**WORK ORDER**
Pick each line containing "OtpManager" out of the records.

**RECORDS SUPPLIED**
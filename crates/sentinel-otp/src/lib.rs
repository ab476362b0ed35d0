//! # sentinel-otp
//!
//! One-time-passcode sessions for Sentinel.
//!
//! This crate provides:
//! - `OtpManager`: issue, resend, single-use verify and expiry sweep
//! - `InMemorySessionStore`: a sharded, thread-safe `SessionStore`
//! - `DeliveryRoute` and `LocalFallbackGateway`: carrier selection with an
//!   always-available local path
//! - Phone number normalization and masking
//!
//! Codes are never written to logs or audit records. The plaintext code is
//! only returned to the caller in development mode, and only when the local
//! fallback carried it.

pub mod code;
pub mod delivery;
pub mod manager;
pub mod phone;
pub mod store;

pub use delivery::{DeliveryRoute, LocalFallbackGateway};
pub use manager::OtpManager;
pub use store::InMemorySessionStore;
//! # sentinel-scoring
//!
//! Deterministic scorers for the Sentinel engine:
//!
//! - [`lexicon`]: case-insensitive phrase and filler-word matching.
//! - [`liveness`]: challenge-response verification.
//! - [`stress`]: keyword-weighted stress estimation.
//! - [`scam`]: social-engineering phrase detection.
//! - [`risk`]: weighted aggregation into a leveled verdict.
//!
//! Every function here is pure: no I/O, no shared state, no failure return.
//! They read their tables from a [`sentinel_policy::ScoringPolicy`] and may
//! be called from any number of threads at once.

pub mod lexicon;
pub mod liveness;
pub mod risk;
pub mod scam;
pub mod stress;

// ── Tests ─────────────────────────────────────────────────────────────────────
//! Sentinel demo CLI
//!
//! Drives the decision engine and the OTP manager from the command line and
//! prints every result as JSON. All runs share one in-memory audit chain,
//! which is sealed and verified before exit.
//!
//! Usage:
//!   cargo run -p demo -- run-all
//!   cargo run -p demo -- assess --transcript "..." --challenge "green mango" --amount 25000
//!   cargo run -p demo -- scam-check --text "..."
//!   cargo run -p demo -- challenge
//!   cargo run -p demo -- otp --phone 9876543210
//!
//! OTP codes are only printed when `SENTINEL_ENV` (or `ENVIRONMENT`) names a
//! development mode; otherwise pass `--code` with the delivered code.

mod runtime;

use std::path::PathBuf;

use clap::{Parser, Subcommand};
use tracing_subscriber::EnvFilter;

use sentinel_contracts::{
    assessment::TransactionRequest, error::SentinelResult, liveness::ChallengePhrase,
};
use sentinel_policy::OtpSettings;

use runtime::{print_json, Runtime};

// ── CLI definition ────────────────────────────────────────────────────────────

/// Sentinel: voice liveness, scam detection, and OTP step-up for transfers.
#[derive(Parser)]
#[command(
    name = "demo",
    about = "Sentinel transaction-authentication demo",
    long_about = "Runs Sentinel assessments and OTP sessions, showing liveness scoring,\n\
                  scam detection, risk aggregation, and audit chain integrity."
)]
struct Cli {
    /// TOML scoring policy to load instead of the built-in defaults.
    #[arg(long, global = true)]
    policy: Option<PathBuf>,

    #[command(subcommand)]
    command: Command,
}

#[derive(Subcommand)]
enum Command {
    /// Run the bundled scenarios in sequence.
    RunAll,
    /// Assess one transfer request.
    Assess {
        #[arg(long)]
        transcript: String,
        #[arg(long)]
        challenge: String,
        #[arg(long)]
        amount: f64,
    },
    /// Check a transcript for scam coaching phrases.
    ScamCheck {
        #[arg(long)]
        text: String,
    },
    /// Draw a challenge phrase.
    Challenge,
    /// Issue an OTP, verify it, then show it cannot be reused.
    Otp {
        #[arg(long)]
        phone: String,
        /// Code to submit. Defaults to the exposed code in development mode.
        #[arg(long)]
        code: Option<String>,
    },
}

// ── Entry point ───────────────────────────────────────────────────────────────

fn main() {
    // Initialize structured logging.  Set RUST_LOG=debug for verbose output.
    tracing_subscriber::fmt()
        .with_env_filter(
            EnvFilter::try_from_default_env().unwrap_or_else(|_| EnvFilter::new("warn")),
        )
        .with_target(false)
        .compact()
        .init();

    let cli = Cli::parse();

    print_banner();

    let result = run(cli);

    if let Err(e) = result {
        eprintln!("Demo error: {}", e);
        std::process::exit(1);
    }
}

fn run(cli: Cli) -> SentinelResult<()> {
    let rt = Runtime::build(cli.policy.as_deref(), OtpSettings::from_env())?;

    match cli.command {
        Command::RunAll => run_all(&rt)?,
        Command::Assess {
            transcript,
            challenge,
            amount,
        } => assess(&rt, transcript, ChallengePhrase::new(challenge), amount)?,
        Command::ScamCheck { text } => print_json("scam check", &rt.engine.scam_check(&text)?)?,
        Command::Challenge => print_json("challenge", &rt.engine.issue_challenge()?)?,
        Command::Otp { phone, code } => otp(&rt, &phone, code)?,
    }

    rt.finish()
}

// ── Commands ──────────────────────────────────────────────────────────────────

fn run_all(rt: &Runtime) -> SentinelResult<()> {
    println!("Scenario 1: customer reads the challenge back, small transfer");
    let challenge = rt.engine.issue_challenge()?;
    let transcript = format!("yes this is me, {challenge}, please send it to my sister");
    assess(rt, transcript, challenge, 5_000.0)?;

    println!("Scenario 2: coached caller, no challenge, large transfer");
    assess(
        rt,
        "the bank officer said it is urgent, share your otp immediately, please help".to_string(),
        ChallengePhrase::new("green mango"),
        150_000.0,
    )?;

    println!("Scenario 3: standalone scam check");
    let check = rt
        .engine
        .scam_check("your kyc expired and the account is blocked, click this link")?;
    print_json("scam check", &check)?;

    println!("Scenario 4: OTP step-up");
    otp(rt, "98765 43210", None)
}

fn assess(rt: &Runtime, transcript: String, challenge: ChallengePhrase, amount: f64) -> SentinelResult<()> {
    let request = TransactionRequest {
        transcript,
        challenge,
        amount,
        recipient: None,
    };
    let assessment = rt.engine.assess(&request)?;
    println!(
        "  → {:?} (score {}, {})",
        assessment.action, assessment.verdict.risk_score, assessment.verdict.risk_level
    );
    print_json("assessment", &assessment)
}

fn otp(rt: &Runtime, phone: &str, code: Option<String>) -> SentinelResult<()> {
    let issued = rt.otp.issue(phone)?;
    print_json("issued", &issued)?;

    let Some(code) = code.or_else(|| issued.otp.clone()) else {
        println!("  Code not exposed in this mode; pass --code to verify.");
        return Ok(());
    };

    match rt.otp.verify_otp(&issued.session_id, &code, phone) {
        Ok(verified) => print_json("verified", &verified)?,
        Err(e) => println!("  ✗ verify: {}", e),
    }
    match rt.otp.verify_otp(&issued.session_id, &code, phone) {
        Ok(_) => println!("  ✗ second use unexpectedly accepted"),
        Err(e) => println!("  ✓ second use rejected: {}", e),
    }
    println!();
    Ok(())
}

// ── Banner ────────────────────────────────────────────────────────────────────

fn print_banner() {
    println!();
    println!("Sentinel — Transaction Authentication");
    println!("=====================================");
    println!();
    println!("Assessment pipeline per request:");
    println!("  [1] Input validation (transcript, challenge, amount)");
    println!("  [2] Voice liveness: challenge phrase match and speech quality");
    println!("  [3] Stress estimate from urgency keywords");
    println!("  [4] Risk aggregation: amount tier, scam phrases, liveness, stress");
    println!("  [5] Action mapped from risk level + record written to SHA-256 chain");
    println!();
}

**ANSWER TO THE EXERCISE**
//! - `OtpManager`: issue, resend, single-use verify and expiry sweep
pub use manager::OtpManager;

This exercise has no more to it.